[Guest post by DRJ]
In a 9-5 decision, the en banc Sixth Circuit Court of Appeals reinstated the trial court’s TRO in the Ohio election law case. Rick Hasen at Election Law Blog believes the ruling will have these practical results [emphasis supplied]:
“A majority of the en banc court has reinstated a TRO, which will require the Ohio Secretary of State to send along to county elections boards those names that are a “mismatch” between voter registration and Ohio Bureau of Motor Vehicle records. The TRO does not require, and the en banc court majority emphasizes, that a county board is not required upon hearing of the mismatch to remove eligible voters from the rolls. But the court does suggest (on page 9 of the pdf) that it would be the basis for not counting absentee ballots of voters flagged as a mismatch barring further investigation by the board. There may also be some boards that could try to require mismatched voters voting in person to cast provisional ballots. And it also appears that to the extent the mismatch lists are public, it will provide the potential basis for challenges by the ORP on election day (though I believe it is now harder to mount such challenges in Ohio than it was in 2004, when the ORP threatened to make 35,000 challenges at the polls.”

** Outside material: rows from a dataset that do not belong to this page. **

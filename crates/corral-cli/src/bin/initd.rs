//! # corral-initd — Corral container init
//!
//! Started by the host inside the container's namespaces with two
//! descriptors already open: the write end of the rendezvous pipe at 4 and
//! the listening control socket at 5. Reports readiness on the pipe, then
//! serves run, attach and signal requests until killed.

#![allow(unsafe_code)]

use std::fs::OpenOptions;
use std::path::{Path, PathBuf};
use std::sync::{Arc, Mutex};
use std::thread;
use std::time::{Duration, Instant};

use anyhow::{Context, bail};
use clap::Parser;
use corral_common::constants::{HOST_SOCKET_FD, SYNC_WRITER_FD};
use corral_daemon::daemon::ContainerDaemon;
use corral_daemon::listener::{Listener, connection_runtime};
use corral_daemon::preparer::{PasswdLookup, ProcessSpecPreparer};
use corral_daemon::reaper::Reaper;
use corral_daemon::rendezvous::SyncWriter;
use nix::errno::Errno;
use nix::sys::wait::waitpid;
use nix::unistd::{ForkResult, Pid, chdir, chroot, fork};
use tracing_subscriber::EnvFilter;

const LOG_FILE: &str = "initd.log";
const ID_MAP_TIMEOUT: Duration = Duration::from_secs(10);

/// Corral container init.
#[derive(Parser, Debug)]
#[command(name = "corral-initd", version, about, long_about = None)]
struct Args {
    /// Host-side run directory of the container; the log goes here.
    #[arg(long)]
    run_dir: PathBuf,

    /// Handle of the container, for log context.
    #[arg(long)]
    handle: String,

    /// Directory to chroot into before serving.
    #[arg(long)]
    rootfs: Option<PathBuf>,

    /// The host unshared a PID namespace; fork its pid 1 first.
    #[arg(long)]
    pid_namespace: bool,

    /// The host unshared a user namespace; wait for its id maps.
    #[arg(long)]
    user_namespace: bool,
}

/// Everything needed to serve once readiness has been reported.
struct Prepared {
    listener: Listener,
    reaper: Arc<Reaper>,
    runtime: tokio::runtime::Runtime,
}

fn main() -> anyhow::Result<()> {
    let args = Args::parse();

    // Must precede every thread: the child keeps running after fork.
    let placeholder = if args.pid_namespace {
        Some(spawn_namespace_root()?)
    } else {
        None
    };

    // SAFETY: descriptor 4 is inherited from the host and owned by nothing
    // else in this process.
    let sync = unsafe { SyncWriter::from_inherited(SYNC_WRITER_FD) }
        .context("adopting rendezvous pipe")?;

    let prepared = match prepare(&args) {
        Ok(prepared) => prepared,
        Err(e) => {
            let message = format!("{e:#}");
            tracing::error!(handle = %args.handle, error = %message, "init failed");
            let _ = sync.signal_error(message);
            return Err(e);
        }
    };
    if let Some(pid) = placeholder {
        tracing::info!(handle = %args.handle, pid = pid.as_raw(), "pid namespace root running");
    }

    let Prepared {
        listener,
        reaper,
        runtime,
    } = prepared;
    let daemon = Arc::new(ContainerDaemon::new(
        ProcessSpecPreparer::new(PasswdLookup),
        Arc::clone(&reaper),
    ));

    sync.signal_success().context("reporting readiness")?;
    tracing::info!(handle = %args.handle, "init ready");

    let result = runtime.block_on(listener.listen(daemon));
    reaper.stop();
    result.context("serving control socket")
}

fn prepare(args: &Args) -> anyhow::Result<Prepared> {
    init_logging(&args.run_dir)?;

    if args.user_namespace {
        await_id_map(ID_MAP_TIMEOUT)?;
    }

    // SAFETY: descriptor 5 is inherited from the host and owned by nothing
    // else in this process.
    let listener = unsafe { Listener::from_inherited(HOST_SOCKET_FD) }
        .context("adopting control socket")?;

    if let Some(rootfs) = &args.rootfs {
        chroot(rootfs.as_path()).with_context(|| format!("chroot into {}", rootfs.display()))?;
        chdir("/").context("chdir to new root")?;
        tracing::info!(handle = %args.handle, rootfs = %rootfs.display(), "entered root filesystem");
    }

    let reaper = Reaper::start().context("starting reaper")?;
    let runtime = connection_runtime().context("building async runtime")?;
    Ok(Prepared {
        listener,
        reaper,
        runtime,
    })
}

fn init_logging(run_dir: &Path) -> anyhow::Result<()> {
    let path = run_dir.join(LOG_FILE);
    let file = OpenOptions::new()
        .create(true)
        .append(true)
        .open(&path)
        .with_context(|| format!("opening {}", path.display()))?;
    tracing_subscriber::fmt()
        .with_env_filter(EnvFilter::try_from_default_env().unwrap_or_else(|_| EnvFilter::new("info")))
        .with_ansi(false)
        .with_writer(Mutex::new(file))
        .init();
    Ok(())
}

/// Waits until the host has written this process's uid map.
fn await_id_map(timeout: Duration) -> anyhow::Result<()> {
    let deadline = Instant::now() + timeout;
    loop {
        let map = std::fs::read_to_string("/proc/self/uid_map").context("reading uid map")?;
        if !map.trim().is_empty() {
            return Ok(());
        }
        if Instant::now() >= deadline {
            bail!("uid map not written within {timeout:?}");
        }
        thread::sleep(Duration::from_millis(20));
    }
}

/// Forks the first process of the new PID namespace. It becomes pid 1
/// there, reaps orphans, and dies with this process, which takes the
/// namespace down with it.
fn spawn_namespace_root() -> anyhow::Result<Pid> {
    // SAFETY: no other thread exists yet.
    match unsafe { fork() }.context("forking pid namespace root")? {
        ForkResult::Parent { child } => Ok(child),
        ForkResult::Child => namespace_root(),
    }
}

fn namespace_root() -> ! {
    // SAFETY: plain integer arguments; closing the inherited descriptors
    // leaves the rendezvous and socket to the parent alone.
    unsafe {
        let _ = libc::prctl(libc::PR_SET_PDEATHSIG, libc::SIGKILL);
        let _ = libc::close(SYNC_WRITER_FD);
        let _ = libc::close(HOST_SOCKET_FD);
    }
    loop {
        if let Err(Errno::ECHILD) = waitpid(Pid::from_raw(-1), None) {
            thread::sleep(Duration::from_secs(1));
        }
    }
}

Hasen has much more at his blog, including that he expects this decision will promptly be appealed to the Supreme Court:
“Because the issue presented here in part turns on whether this TRO comes too close to the election, in violation of the Supreme Court’s admonition in Purcell v. Gonzalez, I would expect a quick application for a stay of the en banc order directed to Justice Stevens, as Circuit Justice for the Sixth Circuit.”